LMIL’s Submissions: LMIL had submitted that Step 2 of the Transaction satisfies all the conditions of the Explanation to the Item 1 Provision as it acquired less than 25% shares in BAL and did not secure any rights over and above those conferred upon ordinary shareholders. Further, it submitted that it never exercised any control over the management and affairs of BTL. Rather, BAL was in sole control over the business affairs of BTL prior to and post the BAL acquisition. The sole purpose of its investment was to make financial gains and thereafter exit BTL without exercising any control over BTL. It submitted that since Step 1 transaction is eligible to benefit from minority acquisition exemption (Item 1 Provision) and Step 2 transaction is eligible to benefit from the Item 2 Provision, therefore, a composite merger filing covering the Step 1 and Step 2 of the Transaction was not required.

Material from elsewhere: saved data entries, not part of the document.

//! XSD model groups
//!
//! - xs:sequence - ordered content
//! - xs:choice - alternative content
//! - xs:all - unordered content, only at the top of a content model
//!
//! Named groups (`xs:group name="..."`) wrap a single model group and are
//! referenced from particles by [`GroupId`](super::base::GroupId).

use std::fmt;

use crate::namespaces::QName;

use super::globals::ComponentTable;
use super::particles::{Occurs, Particle, Term};

/// Model group compositor
#[derive(Debug, Clone, Copy, PartialEq, Eq, Default)]
pub enum Compositor {
    /// Ordered sequence of particles
    #[default]
    Sequence,
    /// One of multiple alternatives
    Choice,
    /// Unordered set of particles
    All,
}

impl Compositor {
    /// Map an XSD element local name to a compositor
    pub fn from_tag(tag: &str) -> Option<Self> {
        match tag {
            "sequence" => Some(Self::Sequence),
            "choice" => Some(Self::Choice),
            "all" => Some(Self::All),
            _ => None,
        }
    }
}

impl fmt::Display for Compositor {
    fn fmt(&self, f: &mut fmt::Formatter<'_>) -> fmt::Result {
        match self {
            Self::Sequence => write!(f, "sequence"),
            Self::Choice => write!(f, "choice"),
            Self::All => write!(f, "all"),
        }
    }
}

/// A compositor with its particles
#[derive(Debug, Clone, PartialEq, Default)]
pub struct ModelGroup {
    /// Compositor
    pub compositor: Compositor,
    /// Particles in document order
    pub particles: Vec<Particle>,
}

impl ModelGroup {
    /// Create a model group
    pub fn new(compositor: Compositor, particles: Vec<Particle>) -> Self {
        Self {
            compositor,
            particles,
        }
    }

    /// Empty sequence
    pub fn empty() -> Self {
        Self::default()
    }

    /// Whether the group has no particles at all
    pub fn is_empty(&self) -> bool {
        self.particles.is_empty()
    }

    /// Range of element counts one pass through the group can produce
    pub fn effective_occurs(&self, table: &ComponentTable) -> Occurs {
        self.effective_occurs_at(table, 0)
    }

    fn effective_occurs_at(&self, table: &ComponentTable, depth: usize) -> Occurs {
        let mut ranges = self
            .particles
            .iter()
            .map(|p| particle_range(p, table, depth));
        match self.compositor {
            Compositor::Sequence | Compositor::All => {
                ranges.fold(Occurs::new(0, Some(0)), Occurs::add)
            }
            Compositor::Choice => match ranges.next() {
                Some(first) => ranges.fold(first, Occurs::widen),
                None => Occurs::new(0, Some(0)),
            },
        }
    }

    /// Whether the group accepts empty content
    pub fn is_emptiable(&self, table: &ComponentTable) -> bool {
        self.effective_occurs(table).min == 0
    }
}

fn particle_range(particle: &Particle, table: &ComponentTable, depth: usize) -> Occurs {
    let inner = match &particle.term {
        Term::Element(_) | Term::Wildcard(_) => Occurs::once(),
        Term::Model(group) => group.effective_occurs_at(table, depth + 1),
        // Circular group references are rejected at compile time; the depth
        // guard keeps a malformed table from recursing forever.
        Term::Group(id) if depth < 64 => table
            .group(*id)
            .model
            .effective_occurs_at(table, depth + 1),
        Term::Group(_) => Occurs::zero_or_more(),
    };
    inner.multiply(particle.occurs)
}

/// A named model group definition
#[derive(Debug, Clone, PartialEq)]
pub struct GroupDef {
    /// Group name
    pub name: QName,
    /// The model group it stands for
    pub model: ModelGroup,
}

#[cfg(test)]
mod tests {
    use super::*;

    #[test]
    fn test_compositor_from_tag() {
        assert_eq!(Compositor::from_tag("choice"), Some(Compositor::Choice));
        assert_eq!(Compositor::from_tag("group"), None);
        assert_eq!(Compositor::All.to_string(), "all");
    }

    #[test]
    fn test_effective_occurs() {
        use super::super::base::ElementId;
        let table = ComponentTable::empty();
        let seq = ModelGroup::new(
            Compositor::Sequence,
            vec![
                Particle::element(ElementId::new(0), Occurs::once()),
                Particle::element(ElementId::new(1), Occurs::new(0, Some(2))),
            ],
        );
        assert_eq!(seq.effective_occurs(&table), Occurs::new(1, Some(3)));
        assert!(!seq.is_emptiable(&table));

        let choice = ModelGroup::new(
            Compositor::Choice,
            vec![
                Particle::element(ElementId::new(0), Occurs::once()),
                Particle::element(ElementId::new(1), Occurs::optional()),
            ],
        );
        assert!(choice.is_emptiable(&table));
        assert!(ModelGroup::empty().is_emptiable(&table));
    }
}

CCI’s Findings: According to the CCI, the sole issue before it was whether the Transaction resulted in transfer from joint control to sole control of BTL. The CCI referred to its order of UltraTech Cement Limited case[4] where it had observed that all degrees and forms of control nonetheless constitute control. It noted that control is the possibility of exercising material influence rather than its actual exercise. There may be acquisition of control including material influence, irrespective of the party not intending to acquire such control. Thus, control (whether sole or joint) is defined as the possibility of exercising material influence on the enterprise on the basis of shareholding, voting rights, other rights, contracts/agreements, or any other means. In this case, the CCI said that the applicability of benefit of Item 2 Provision, ‘joint control’ and ‘sole control’ should be read to include the ability to exercise material influence over the management or affairs or strategic commercial decisions of the target. Therefore, the CCI held that the contention that the criterion for Item 2 provision hinges on joint control with a more elevated standard than material influence, lacks merit. LMIL held 20% shareholding in BTL prior to the Transaction, along with a bundle of rights such as voting rights, representation on the board, veto rights, quorum requirements, consultation rights, etc. Based on this, the CCI concluded that the LMIL has material influence over BTL and held that Step 1 is not eligible for the benefit of Item 2 Provision. Moreover, with regard to Step 2 of the Transaction, part payment for Step 1 renders the two tranches ‘interconnected’ and therefore, requires a joint notification prior to consummating any step of the Transaction.

The CCI taking into consideration the conduct of the parties, held that both the parties are liable for violation of provisions of Section 43A of the Act. Taking note of BAL during proceedings and the past violations of the Competition Act by BAL, the CCI imposed a penalty of INR 1,00,00,000 (approx. US$ 120,000) on BAL (being the acquirer in Step 1 of the Transaction) and directed both acquirers (BAL and LMIL) to notify the Transaction with the CCI.

[1]       Proceedings against Bharti Airtel Limited and Lion Meadow Investment Limited, Ref. M&A/03/2021/03/CD.

[2]       Item 2 of the Schedule 1 to the Competition Commission of India (Procedure in regard to the transaction of business relating to combinations) Regulations, 2011, exempts from notification, the acquisition of shares or voting rights where the acquirer or its group holds 50% and acquires additional shares; and there is no transfer of joint to sole control.

[3]       Item 8 of Schedule 1 of the Combination Regulations, an intra-group acquisition is exempt from notification to the CCI if: (i) both, the acquirer and target, belong to the same ‘group’; and (ii) the target after the combination is not going to be under the joint control of one or more enterprises, outside such group.

[4]       Notice by UltraTech Cement Limited, Combination Registration No. C-2015/02/246.